Re: [PATCHv2 1/5] arm64/entry-common: push the judgement of nmi ahead | linux-arm-kernel

quoted

On Fri, Oct 08, 2021 at 10:55:04PM +0800, Pingfan Liu wrote:
On Fri, Oct 08, 2021 at 12:01:25PM +0800, Pingfan Liu wrote:
Sorry that I missed this message and I am just back from a long
festival.

Adding Paul for RCU guidance.

On Thu, Sep 30, 2021 at 02:32:57PM +0100, Mark Rutland wrote:
On Sat, Sep 25, 2021 at 11:39:55PM +0800, Pingfan Liu wrote:
On Fri, Sep 24, 2021 at 06:53:06PM +0100, Mark Rutland wrote:
On Fri, Sep 24, 2021 at 09:28:33PM +0800, Pingfan Liu wrote:
In enter_el1_irq_or_nmi(), it can be the case which NMI interrupts an
irq, which makes the condition !interrupts_enabled(regs) fail to detect
the NMI. This will cause a mistaken account for irq.
Sorry about the confusing word "account", it should be "lockdep/rcu/.."

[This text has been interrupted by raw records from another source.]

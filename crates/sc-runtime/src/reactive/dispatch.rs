#![forbid(unsafe_code)]

//! Fan-out of observable writes to bound targets.
//!
//! # Design
//!
//! The [`Dispatcher`] owns a context's [`BindingRegistry`]. For each write it
//! snapshots the matching binding, releases the registry, renders every
//! target through a [`Renderer`], then commits the outcome. Because no
//! borrow is held while rendering, a render may write to any observable and
//! the nested dispatch completes synchronously before the outer one
//! continues. A nested dispatch of the same observable renders every target
//! with the newer value, so the outer one stops at that point instead of
//! overwriting the remaining targets with its older value.
//!
//! # Failure Modes
//!
//! Lookup failures inside a render go to [`Renderer::report`] and the
//! remaining targets still render. A target resolving to no live elements
//! renders as a no-op.

use std::cell::{Ref, RefCell};

use sc_core::{NodeId, ScError, Selector, StyleMap, Tracked, Value};
use tracing::{debug, trace};

use crate::instruction::{CLEAR_CHILDREN, REMOVE_NODE, StyleInstruction};
use crate::reactive::binding::{
    BindMode, BindingKey, BindingRegistry, RenderSpec, Rendered, StyleSpec, TargetEntry,
};
use crate::reactive::observable::{DispatchEvent, ProxyId, Verdict};

/// A mutation-mode payload, decoded once per dispatch.
#[derive(Debug, Clone, PartialEq)]
pub enum MutationInstruction {
    /// Apply each element in order.
    ApplyList(Vec<Value>),
    /// `"*empty"`.
    ClearChildren,
    /// `"*remove"`.
    Remove,
    /// Apply the value as one instruction.
    SingleValue(Value),
}

impl MutationInstruction {
    #[must_use]
    pub fn decode(value: &Value) -> Self {
        match value {
            Value::Array(items) => Self::ApplyList(items.clone()),
            Value::String(s) if s == CLEAR_CHILDREN => Self::ClearChildren,
            Value::String(s) if s == REMOVE_NODE => Self::Remove,
            other => Self::SingleValue(other.clone()),
        }
    }
}

/// DOM side of rendering, provided by the style context.
pub trait Renderer {
    /// Live elements of a target.
    fn resolve(&self, target: &Selector) -> Vec<NodeId>;

    /// Apply an instruction to elements.
    fn apply(&self, nodes: &[NodeId], instruction: &StyleInstruction);

    /// Register (or update) a generated style for `style`, apply it, and
    /// return its name.
    fn apply_generated(&self, nodes: &[NodeId], existing: Option<&str>, style: StyleMap) -> String;

    /// Report a non-fatal render failure.
    fn report(&self, error: ScError);
}

/// Binding registry plus the render loop.
#[derive(Debug, Default)]
pub struct Dispatcher {
    registry: RefCell<BindingRegistry>,
}

impl Dispatcher {
    #[must_use]
    pub fn new() -> Self {
        Self::default()
    }

    /// Subscribe a target.
    pub fn bind(
        &self,
        owner: ProxyId,
        initial: &Value,
        entry: TargetEntry,
    ) -> Result<BindingKey, ScError> {
        let key = self.registry.borrow_mut().bind(owner, initial, entry)?;
        debug!(%owner, ?key, "target bound");
        Ok(key)
    }

    /// Read access to the registry.
    ///
    /// # Panics
    ///
    /// Panics if held across a write that dispatches to this context.
    pub fn registry(&self) -> Ref<'_, BindingRegistry> {
        self.registry.borrow()
    }

    /// Render every target bound to the proxy that produced `event`.
    pub fn dispatch(&self, event: &DispatchEvent, renderer: &dyn Renderer) -> Verdict {
        let Some(snapshot) = self.registry.borrow().snapshot(event.proxy) else {
            trace!(proxy = %event.proxy, "write to unbound proxy");
            return Verdict::Accept;
        };

        let incoming = Tracked::of(&event.value);
        let mutation = (snapshot.mode == BindMode::Mutation)
            .then(|| MutationInstruction::decode(&event.value));
        let mut rendered = Vec::new();
        for (index, entry) in snapshot.targets.iter().enumerate() {
            if !entry.should_render(&incoming, &snapshot.current) {
                continue;
            }
            let nodes = renderer.resolve(&entry.target);
            let generated_name = render_target(entry, &nodes, &event.value, mutation.as_ref(), renderer);
            rendered.push(Rendered {
                index,
                generated_name,
            });
            if self.registry.borrow().epoch(event.proxy) != Some(snapshot.epoch) {
                trace!(proxy = %event.proxy, "superseded by a nested write");
                break;
            }
        }

        debug!(
            proxy = %event.proxy,
            targets = snapshot.targets.len(),
            rendered = rendered.len(),
            "dispatched"
        );
        self.registry
            .borrow_mut()
            .commit(event.proxy, snapshot.epoch, incoming, rendered);
        Verdict::Accept
    }
}

fn render_target(
    entry: &TargetEntry,
    nodes: &[NodeId],
    value: &Value,
    mutation: Option<&MutationInstruction>,
    renderer: &dyn Renderer,
) -> Option<String> {
    match &entry.spec {
        RenderSpec::Effect(effect) => {
            effect(nodes, value);
            None
        }
        RenderSpec::Mutation => {
            match mutation {
                Some(MutationInstruction::ApplyList(items)) => {
                    for item in items {
                        apply_value(nodes, item, renderer);
                    }
                }
                Some(MutationInstruction::ClearChildren) => {
                    renderer.apply(nodes, &StyleInstruction::Empty);
                }
                Some(MutationInstruction::Remove) => {
                    renderer.apply(nodes, &StyleInstruction::Remove);
                }
                Some(MutationInstruction::SingleValue(value)) => apply_value(nodes, value, renderer),
                None => {}
            }
            None
        }
        RenderSpec::Style(StyleSpec::Named(name)) => {
            renderer.apply(nodes, &StyleInstruction::Named(name.clone()));
            None
        }
        RenderSpec::Style(StyleSpec::Map(map)) => Some(renderer.apply_generated(
            nodes,
            entry.generated_name.as_deref(),
            map.clone(),
        )),
        RenderSpec::Style(StyleSpec::Derive(derive)) => match derive(value) {
            StyleInstruction::Inline(map) => {
                Some(renderer.apply_generated(nodes, entry.generated_name.as_deref(), map))
            }
            instruction => {
                renderer.apply(nodes, &instruction);
                None
            }
        },
    }
}

fn apply_value(nodes: &[NodeId], value: &Value, renderer: &dyn Renderer) {
    match StyleInstruction::from_value(value) {
        Ok(instruction) => renderer.apply(nodes, &instruction),
        Err(err) => renderer.report(err),
    }
}

#[cfg(test)]
mod tests {
    use super::*;
    use crate::reactive::binding::BindOptions;
    use crate::reactive::observable::ObservableValue;
    use serde_json::json;
    use std::cell::RefCell;

    #[derive(Default)]
    struct Log {
        applied: RefCell<Vec<StyleInstruction>>,
        generated: RefCell<Vec<(Option<String>, StyleMap)>>,
        errors: RefCell<Vec<ScError>>,
    }

    impl Renderer for Log {
        fn resolve(&self, _target: &Selector) -> Vec<NodeId> {
            vec![NodeId(1)]
        }

        fn apply(&self, _nodes: &[NodeId], instruction: &StyleInstruction) {
            self.applied.borrow_mut().push(instruction.clone());
        }

        fn apply_generated(&self, _nodes: &[NodeId], existing: Option<&str>, style: StyleMap) -> String {
            self.generated.borrow_mut().push((existing.map(str::to_owned), style));
            "gen-1".to_owned()
        }

        fn report(&self, error: ScError) {
            self.errors.borrow_mut().push(error);
        }
    }

    fn event(value: &ObservableValue, payload: Value) -> DispatchEvent {
        DispatchEvent {
            value: payload,
            key: "value".into(),
            path: Vec::new(),
            proxy: value.id(),
            previous: Value::Null,
        }
    }

    fn bind(dispatcher: &Dispatcher, value: &ObservableValue, spec: RenderSpec) {
        let entry = TargetEntry::new(
            Selector::Nodes(vec![NodeId(1)]),
            spec,
            BindOptions::default(),
            false,
        );
        dispatcher.bind(value.id(), &value.get(), entry).unwrap();
    }

    #[test]
    fn decodes_sentinels() {
        assert_eq!(MutationInstruction::decode(&json!("*empty")), MutationInstruction::ClearChildren);
        assert_eq!(MutationInstruction::decode(&json!("*remove")), MutationInstruction::Remove);
        assert_eq!(
            MutationInstruction::decode(&json!("empty")),
            MutationInstruction::SingleValue(json!("empty"))
        );
        assert_eq!(
            MutationInstruction::decode(&json!([1])),
            MutationInstruction::ApplyList(vec![json!(1)])
        );
    }

    #[test]
    fn unknown_proxy_is_a_noop() {
        let dispatcher = Dispatcher::new();
        let log = Log::default();
        let value = ObservableValue::new("x");
        assert_eq!(dispatcher.dispatch(&event(&value, json!("y")), &log), Verdict::Accept);
        assert!(log.applied.borrow().is_empty());
    }

    #[test]
    fn list_payload_applies_each_item_and_reports_bad_ones() {
        let dispatcher = Dispatcher::new();
        let log = Log::default();
        let value = ObservableValue::new(Value::Null);
        bind(&dispatcher, &value, RenderSpec::Mutation);

        dispatcher.dispatch(&event(&value, json!([".a", null, "*empty"])), &log);
        assert_eq!(
            *log.applied.borrow(),
            vec![StyleInstruction::AddClass(".a".into()), StyleInstruction::Empty]
        );
        assert_eq!(log.errors.borrow().len(), 1);
    }

    #[test]
    fn literal_map_reuses_generated_name() {
        let dispatcher = Dispatcher::new();
        let log = Log::default();
        let value = ObservableValue::new(Value::Null);
        bind(&dispatcher, &value, RenderSpec::map([("color", "red")]));

        dispatcher.dispatch(&event(&value, json!(1)), &log);
        dispatcher.dispatch(&event(&value, json!(2)), &log);
        let generated = log.generated.borrow();
        assert_eq!(generated[0].0, None);
        assert_eq!(generated[1].0.as_deref(), Some("gen-1"));
    }

    #[test]
    fn derived_instructions_apply_directly() {
        let dispatcher = Dispatcher::new();
        let log = Log::default();
        let value = ObservableValue::new(Value::Null);
        bind(
            &dispatcher,
            &value,
            RenderSpec::derive(|v| match v.as_bool() {
                Some(true) => StyleInstruction::parse(".on"),
                _ => StyleInstruction::parse("-on"),
            }),
        );
        dispatcher.dispatch(&event(&value, json!(true)), &log);
        dispatcher.dispatch(&event(&value, json!(false)), &log);
        assert_eq!(
            *log.applied.borrow(),
            vec![
                StyleInstruction::AddClass(".on".into()),
                StyleInstruction::RemoveClass(".on".into())
            ]
        );
    }
}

Can you please explain this in more detail? It's not clear which
specific case you mean when you say "NMI interrupts an irq", as that
could mean a number of distinct scenarios.

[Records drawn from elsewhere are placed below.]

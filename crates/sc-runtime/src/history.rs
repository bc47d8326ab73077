//! Action history of a style context.

use std::fmt;
use std::time::Duration;

use sc_core::NodeId;
use web_time::Instant;

use crate::reactive::BindMode;

/// What a context did.
#[derive(Debug, Clone, PartialEq, Eq)]
pub enum HistoryAction {
    /// An element was created from a tag name.
    Created,
    /// A selector was resolved and its elements registered.
    Lookup,
    /// A fallback lookup through a scoped class selector.
    ScopedLookup(String),
    ClassAdded(String),
    ClassRemoved(String),
    InlineCleared,
    ClassesCleared,
    Removed,
    Emptied,
    /// A named (or generated) style was applied inline.
    InlineStyle(String),
    /// Literal declarations were merged into the inline style.
    InlineDeclarations,
    /// A binding target was added.
    Bound(BindMode),
    /// An SC rule was applied.
    RuleApplied(String),
}

impl fmt::Display for HistoryAction {
    fn fmt(&self, f: &mut fmt::Formatter<'_>) -> fmt::Result {
        match self {
            Self::Created => f.write_str("created"),
            Self::Lookup => f.write_str("lookup"),
            Self::ScopedLookup(selector) => write!(f, "lookup via {selector}"),
            Self::ClassAdded(class) => write!(f, "class {class} added"),
            Self::ClassRemoved(class) => write!(f, "class {class} removed"),
            Self::InlineCleared => f.write_str("inline style cleared"),
            Self::ClassesCleared => f.write_str("classes cleared"),
            Self::Removed => f.write_str("removed"),
            Self::Emptied => f.write_str("children removed"),
            Self::InlineStyle(name) => write!(f, "inline style {name}"),
            Self::InlineDeclarations => f.write_str("inline declarations"),
            Self::Bound(mode) => write!(f, "bound ({mode:?})"),
            Self::RuleApplied(rule) => write!(f, "rule {rule} applied"),
        }
    }
}

/// One recorded action.
#[derive(Debug, Clone, PartialEq, Eq)]
pub struct HistoryEntry {
    pub action: HistoryAction,
    pub nodes: Vec<NodeId>,
    /// Time since the context was created.
    pub elapsed: Duration,
}

impl fmt::Display for HistoryEntry {
    fn fmt(&self, f: &mut fmt::Formatter<'_>) -> fmt::Result {
        write!(
            f,
            "SC_LOG | +{}ms - {} ({} node{})",
            self.elapsed.as_millis(),
            self.action,
            self.nodes.len(),
            if self.nodes.len() == 1 { "" } else { "s" }
        )
    }
}

/// Append-only action log.
#[derive(Debug, Clone)]
pub struct History {
    entries: Vec<HistoryEntry>,
    started: Instant,
}

impl Default for History {
    fn default() -> Self {
        Self::new()
    }
}

impl History {
    #[must_use]
    pub fn new() -> Self {
        Self {
            entries: Vec::new(),
            started: Instant::now(),
        }
    }

    pub fn push(&mut self, action: HistoryAction, nodes: &[NodeId]) {
        self.entries.push(HistoryEntry {
            action,
            nodes: nodes.to_vec(),
            elapsed: self.started.elapsed(),
        });
    }

    #[must_use]
    pub fn entries(&self) -> &[HistoryEntry] {
        &self.entries
    }

    /// Actions only, oldest first.
    pub fn actions(&self) -> impl Iterator<Item = &HistoryAction> {
        self.entries.iter().map(|e| &e.action)
    }

    #[must_use]
    pub fn len(&self) -> usize {
        self.entries.len()
    }

    #[must_use]
    pub fn is_empty(&self) -> bool {
        self.entries.is_empty()
    }
}

#[cfg(test)]
mod tests {
    use super::*;

    #[test]
    fn entry_display() {
        let entry = HistoryEntry {
            action: HistoryAction::ClassAdded(".btn".into()),
            nodes: vec![NodeId(1), NodeId(2)],
            elapsed: Duration::from_millis(12),
        };
        assert_eq!(entry.to_string(), "SC_LOG | +12ms - class .btn added (2 nodes)");
    }

    #[test]
    fn push_keeps_order() {
        let mut history = History::new();
        history.push(HistoryAction::Lookup, &[NodeId(1)]);
        history.push(HistoryAction::Removed, &[]);
        let actions: Vec<_> = history.actions().cloned().collect();
        assert_eq!(actions, vec![HistoryAction::Lookup, HistoryAction::Removed]);
    }
}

AFAICT, if we're in an IRQ handler (with NMIs unmasked), and an NMI
causes a new exception we'll do the right thing. So either I'm missing a
subtlety or you're describing a different scenario..

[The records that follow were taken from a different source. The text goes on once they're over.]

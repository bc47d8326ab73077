//! Error taxonomy shared by every SC crate.
//!
//! # Propagation policy
//!
//! | Variant | Raised by | Behavior |
//! |---------|-----------|----------|
//! | `Configuration` | unregistered target, mode mismatch | reported, call aborted |
//! | `Lookup` | unknown style, class, rule | reported, degrades to no-op |
//! | `Type` | write through a non-container | returned to the caller of `set` |
//! | `Parse` | malformed rule or declaration text | reported, input skipped |
//! | `Duplicate` | repeated names or contents | error for names, warning otherwise |

use std::fmt;

/// What a failed lookup was looking for.
#[derive(Debug, Clone, Copy, PartialEq, Eq, Hash)]
pub enum LookupKind {
    /// A named style record.
    Style,
    /// The style table has no records at all.
    EmptyTable,
    /// A tracked CSS class.
    Class,
    /// An SC rule.
    Rule,
    /// A payload that does not describe any style instruction.
    Instruction,
}

impl fmt::Display for LookupKind {
    fn fmt(&self, f: &mut fmt::Formatter<'_>) -> fmt::Result {
        let label = match self {
            Self::Style => "style",
            Self::EmptyTable => "style table",
            Self::Class => "css class",
            Self::Rule => "sc rule",
            Self::Instruction => "style instruction",
        };
        f.write_str(label)
    }
}

/// What a duplicate report is about.
#[derive(Debug, Clone, Copy, PartialEq, Eq, Hash)]
pub enum DuplicateKind {
    /// Two style records share a name.
    StyleName,
    /// Two style records share the same declarations.
    StyleContent,
    /// Two tracked stylesheet rules share a selector.
    Selector,
}

/// Errors from SC operations.
#[derive(Debug, Clone, PartialEq)]
pub enum ScError {
    /// A reactive or per-element call was made against a target that the
    /// context never registered, or against a binding in another mode.
    Configuration(String),
    /// A named style, class, or rule was not found.
    Lookup { kind: LookupKind, name: String },
    /// A nested write went through a value that is not an object or array.
    Type { path: String, found: &'static str },
    /// Rule or declaration text could not be parsed.
    Parse { context: &'static str, message: String },
    /// Names (or contents) that must be unique were repeated.
    Duplicate { kind: DuplicateKind, names: Vec<String> },
}

impl ScError {
    /// Shorthand for a lookup failure.
    pub fn lookup(kind: LookupKind, name: impl Into<String>) -> Self {
        Self::Lookup {
            kind,
            name: name.into(),
        }
    }

    /// Shorthand for a configuration failure.
    pub fn configuration(message: impl Into<String>) -> Self {
        Self::Configuration(message.into())
    }

    /// Whether this error is fatal to the call that produced it.
    ///
    /// Only structural misuse is fatal; everything else is reported and the
    /// remaining targets of a dispatch still render.
    #[must_use]
    pub fn is_fatal(&self) -> bool {
        matches!(self, Self::Type { .. })
    }
}

impl fmt::Display for ScError {
    fn fmt(&self, f: &mut fmt::Formatter<'_>) -> fmt::Result {
        match self {
            Self::Configuration(msg) => write!(f, "configuration error: {msg}"),
            Self::Lookup {
                kind: LookupKind::EmptyTable,
                name,
            } => write!(f, "no styles registered, cannot resolve '{name}'"),
            Self::Lookup { kind, name } => write!(f, "{kind} not found: '{name}'"),
            Self::Type { path, found } => {
                write!(f, "cannot write through '{path}': value is {found}")
            }
            Self::Parse { context, message } => write!(f, "parse error in {context}: {message}"),
            Self::Duplicate { kind, names } => {
                let what = match kind {
                    DuplicateKind::StyleName => "duplicate style names",
                    DuplicateKind::StyleContent => "duplicate style contents",
                    DuplicateKind::Selector => "duplicate css selectors",
                };
                write!(f, "{what}: {}", names.join(", "))
            }
        }
    }
}

impl std::error::Error for ScError {}

#[cfg(test)]
mod tests {
    use super::*;

    #[test]
    fn display_lookup() {
        let err = ScError::lookup(LookupKind::Style, "hero");
        assert_eq!(err.to_string(), "style not found: 'hero'");
    }

    #[test]
    fn display_empty_table() {
        let err = ScError::lookup(LookupKind::EmptyTable, "hero");
        assert!(err.to_string().contains("no styles registered"));
    }

    #[test]
    fn display_duplicate_lists_names() {
        let err = ScError::Duplicate {
            kind: DuplicateKind::StyleName,
            names: vec!["a".into(), "b".into()],
        };
        assert_eq!(err.to_string(), "duplicate style names: a, b");
    }

    #[test]
    fn only_type_errors_are_fatal() {
        assert!(
            ScError::Type {
                path: "value.a".into(),
                found: "a string"
            }
            .is_fatal()
        );
        assert!(!ScError::configuration("x").is_fatal());
        assert!(!ScError::lookup(LookupKind::Class, ".btn").is_fatal());
    }
}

Note that the entry code is only trying to distinguish between:

a) This exception is *definitely* an NMI (because regular interrupts
   were masked).

b) This exception is *either* and IRQ or an NMI (and this *cannot* be
   distinguished until we acknowledge the interrupt), so we treat it as
   an IRQ for now.
b) is the aim.

At the entry, enter_el1_irq_or_nmi() -> enter_from_kernel_mode()->rcu_irq_enter()/rcu_irq_enter_check_tick() etc.
While at irqchip level, gic_handle_irq()->gic_handle_nmi()->nmi_enter(),
which does not call rcu_irq_enter_check_tick(). So it is not proper to
"treat it as an IRQ for now"
I'm struggling to understand the problem here. What is "not proper", and
why?

Do you think there's a correctness problem, or that we're doing more
work than necessary? 
I had thought it just did redundant accounting. But after revisiting RCU
code, I think it confronts a real bug.

If you could give a specific example of a problem, it would really help.
Refer to rcu_nmi_enter(), which can be called by
enter_from_kernel_mode():

||noinstr void rcu_nmi_enter(void)
||{
||        ...
||        if (rcu_dynticks_curr_cpu_in_eqs()) {
||
||                if (!in_nmi())
||                        rcu_dynticks_task_exit();
||
||                // RCU is not watching here ...
||                rcu_dynticks_eqs_exit();
||                // ... but is watching here.
||
||                if (!in_nmi()) {
||                        instrumentation_begin();
||                        rcu_cleanup_after_idle();
||                        instrumentation_end();
||                }
||
||                instrumentation_begin();
||                // instrumentation for the noinstr rcu_dynticks_curr_cpu_in_eqs()
||                instrument_atomic_read(&rdp->dynticks, sizeof(rdp->dynticks));
||                // instrumentation for the noinstr rcu_dynticks_eqs_exit()
||                instrument_atomic_write(&rdp->dynticks, sizeof(rdp->dynticks));
||
||                incby = 1;
||        } else if (!in_nmi()) {
||                instrumentation_begin();
||                rcu_irq_enter_check_tick();
||        } else  {
||                instrumentation_begin();
||        }
||        ...
||}
Forget to supplement the context for understanding the case:
  On arm64, at present, a pNMI (akin to NMI) may call rcu_nmi_enter()
  without calling "__preempt_count_add(NMI_OFFSET + HARDIRQ_OFFSET);".
  As a result it can be mistaken as an normal interrupt in
  rcu_nmi_enter().
I appreciate that there's a window where we treat the pNMI like an IRQ,
but that's by design, and we account for this in gic_handle_irq() and
gic_handle_nmi() where we "upgrade" to NMI context with
nmi_enter()..nmi_exit().

The idea is that we have two cases: 

1) If we take a pNMI from a context where IRQs were masked, we know it
   must be a pNMI, and perform the NMI entry immediately to avoid
   reentrancy problems. 

   I think we're all happy with this case.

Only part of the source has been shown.